Sterben gehört zum Leben – und doch fällt es uns oft schwer, darüber zu sprechen. Bei faarwel in Hamburg ist das anders. Hier gestalten Julia Kreuch und Renske Steen Abschiede, die so individuell sind wie die Menschen selbst: herzlich, ehrlich, ungekünstelt. In unserem Interview erzählen sie, warum sie Bestatterinnen wurden, welche neuen Wege sie in der Trauerbegleitung gehen und wieso Frauen in der Trauer auch ihren Feminismus entdecken.
CN: Im folgenden Text geht es um die Themen Tod und Trauer, einschließlich des Verlusts von Kindern und Babys. Bitte sei achtsam, wenn diese Inhalte dich emotional belasten könnten.
Mit „faarwel“ habt ihr einen Ort für Trauernde geschaffen, der so ganz anders ist als die oft geschmacklos dekorierten Fensterfronten von Bestattungshäusern. Wie seid ihr zu diesem Beruf, oder besser gesagt der Berufung gekommen?
Renske Steen: „Wir sind beide Quereinsteigerinnen. Ich bin eigentlich studierte Musikwissenschaftlerin und habe Kommunikation und Marketing für Ensembles und Konzerthäuser und Orchester gemacht. Nach sechs oder sieben Jahren fühlte ich aber eine gewisse Leere, weil ich an die Grenzen des Möglichen gestoßen bin und in der Branche nicht mehr glücklich war. Als ich mit meinem zweiten Kind in Elternzeit war, habe ich auf einem der vielen Spaziergänge ein Interview mit einem Bestatter aus Berlin gehört, Eric Wrede. Eric ist einer der bekanntesten Pop-Bestatter in Deutschland, der früher Promoter war und im Bestattungsbereich viel aufgewirbelt und erreicht hat.
Beim Hören dachte ich: Krass, ich glaube, das könnte ich auch machen. Trotzdem habe ich den Gedanken erst mal weggepackt, obwohl er sich nicht wirklich wegpacken ließ: Meine Oma, bei der ich die ersten Jahre meines Lebens aufgewachsen bin, war zwei Jahre vorher gestorben. Und zwar in derselben Nacht, in der meine erste Tochter geboren wurde. Da meine Tochter auch noch einige Woche zu früh geboren wurde, hatte es sich für mich so angefühlt, als ob meine Oma die Tür aufgemacht und gesagt hätte: ‚So, ich muss jetzt gehen, aber komm du mal rein‘.
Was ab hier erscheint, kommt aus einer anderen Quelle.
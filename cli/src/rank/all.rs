/*
 * SPDX-FileCopyrightText: 2026 The linkrank authors
 *
 * SPDX-License-Identifier: Apache-2.0 OR LGPL-2.1-or-later
 */

use super::{RankArgs, iteration_section, load_corpus, sampling_section};
use crate::GlobalArgs;
use anyhow::Result;
use clap::Parser;
use dsi_progress_logger::{ProgressLog, progress_logger};
use linkrank::prelude::*;

#[derive(Parser, Debug)]
#[command(
    name = "all",
    about = "Estimate PageRank both by sampling and by iteration.",
    long_about = None
)]
pub struct CliArgs {
    #[clap(flatten)]
    pub rank: RankArgs,

    #[arg(short = 'n', long, default_value_t = RankConfig::DEFAULT_SAMPLES)]
    /// The number of pages visited by the surfer.
    pub samples: usize,

    #[arg(long)]
    /// The seed of the pseudorandom number generator (default: random).
    pub seed: Option<u64>,

    #[arg(short, long, default_value_t = RankConfig::DEFAULT_TOLERANCE)]
    /// Stop iterating when no rank changes by more than this amount in a
    /// round.
    pub tolerance: f64,

    #[arg(long)]
    /// Maximum number of iterations (default: unbounded).
    pub max_iter: Option<usize>,
}

pub fn main(global_args: GlobalArgs, args: CliArgs) -> Result<()> {
    let config = RankConfig {
        damping_factor: args.rank.damping_factor,
        sample_count: args.samples,
        tolerance: args.tolerance,
        max_iter: args.max_iter,
    };
    config.validate()?;

    let mut pl = progress_logger![];
    if let Some(log_interval) = global_args.log_interval {
        pl.log_interval(log_interval);
    }

    let graph = load_corpus(&args.rank.corpus)?;
    let sampled = sampling_section(&graph, &config, args.seed, &mut pl)?;
    let iterated = iteration_section(&graph, &config, &mut pl)?;
    args.rank.output.store(&[sampled, iterated])
}
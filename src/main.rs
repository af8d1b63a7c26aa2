use std::sync::Arc;

use anyhow::Result;
use clap::Parser;

mod api;
mod app;
mod config;
mod handler;
mod tui;
mod ui;

use api::{Responder, StoryClient};
use app::App;
use config::Config;
use tui::EventHandler;

#[derive(Parser)]
#[command(name = "storytime")]
#[command(about = "Terminal chat client for a story-generation backend")]
struct Cli {
    /// Base URL of the story backend (overrides config file and STORYTIME_API_URL)
    #[arg(long)]
    api_url: Option<String>,

    /// Answer every prompt with a fixed simulated reply instead of calling the backend
    #[arg(long)]
    offline: bool,
}

#[tokio::main]
async fn main() -> Result<()> {
    let cli = Cli::parse();

    let mut config = Config::load()?;
    config.override_api_url(cli.api_url);

    init_logging(&config);

    let responder = if cli.offline {
        Responder::Canned
    } else {
        Responder::Backend(StoryClient::new(config.api_url(), config.timeout())?)
    };

    tui::install_panic_hook();
    let mut terminal = tui::init()?;
    let result = run(&mut terminal, App::new(responder)).await;
    tui::restore()?;
    result
}

async fn run(terminal: &mut tui::Tui, mut app: App) -> Result<()> {
    let mut events = EventHandler::new();

    while !app.should_quit {
        terminal.draw(|frame| ui::render(&mut app, frame))?;
        match events.next().await {
            Some(event) => handler::handle_event(&mut app, event).await?,
            None => break,
        }
    }
    Ok(())
}

/// Logs go to a file: the terminal owns stderr while the alternate screen is
/// up. Failure to set up logging is never fatal.
fn init_logging(config: &Config) {
    if !config.logs_enabled() {
        return;
    }
    let Ok(path) = Config::log_path() else { return };
    if let Some(parent) = path.parent() {
        let _ = std::fs::create_dir_all(parent);
    }
    let Ok(file) = std::fs::File::create(&path) else { return };

    let filter = if config.log_api_calls() {
        "storytime=debug"
    } else {
        "storytime=info"
    };
    let _ = tracing_subscriber::fmt()
        .with_env_filter(tracing_subscriber::EnvFilter::new(filter))
        .with_writer(Arc::new(file))
        .with_ansi(false)
        .try_init();
}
Durch die Geburt wurde ich nicht in die Planung der Beerdigung einbezogen und hatte keine Zeit, Abschied zu nehmen. Meine Familie war in meiner Heimat Ostfriesland, ich zu dieser Zeit in Berlin, wo ich auf einmal damit beschäftigt war, sieben Wochen zu früh Mutter zu sein. Dann fiel mir das Interview mit Eric Wrede wieder ein und ich fragte mich, warum ich damals aus dem ganzen Bestattungsprozess rausgedrängt wurde. Ich weiß, dass meine Familie keine bösen Absichten hatte, daher mache ich niemandem einen Vorwurf. Nach dieser Erfahrung fing ich an, mich immer mehr mit dem Thema Sterben zu beschäftigen, und mir fiel auf, dass man in dem Bereich noch viel bewegen konnte – vor allem mit dem, was ich gut kann: Geschichten erzählen und Social Media. Weil mein Mann Hamburger ist und es in Berlin nicht mehr ausgehalten hat, sind wir zurück in seine Heimatstadt gezogen.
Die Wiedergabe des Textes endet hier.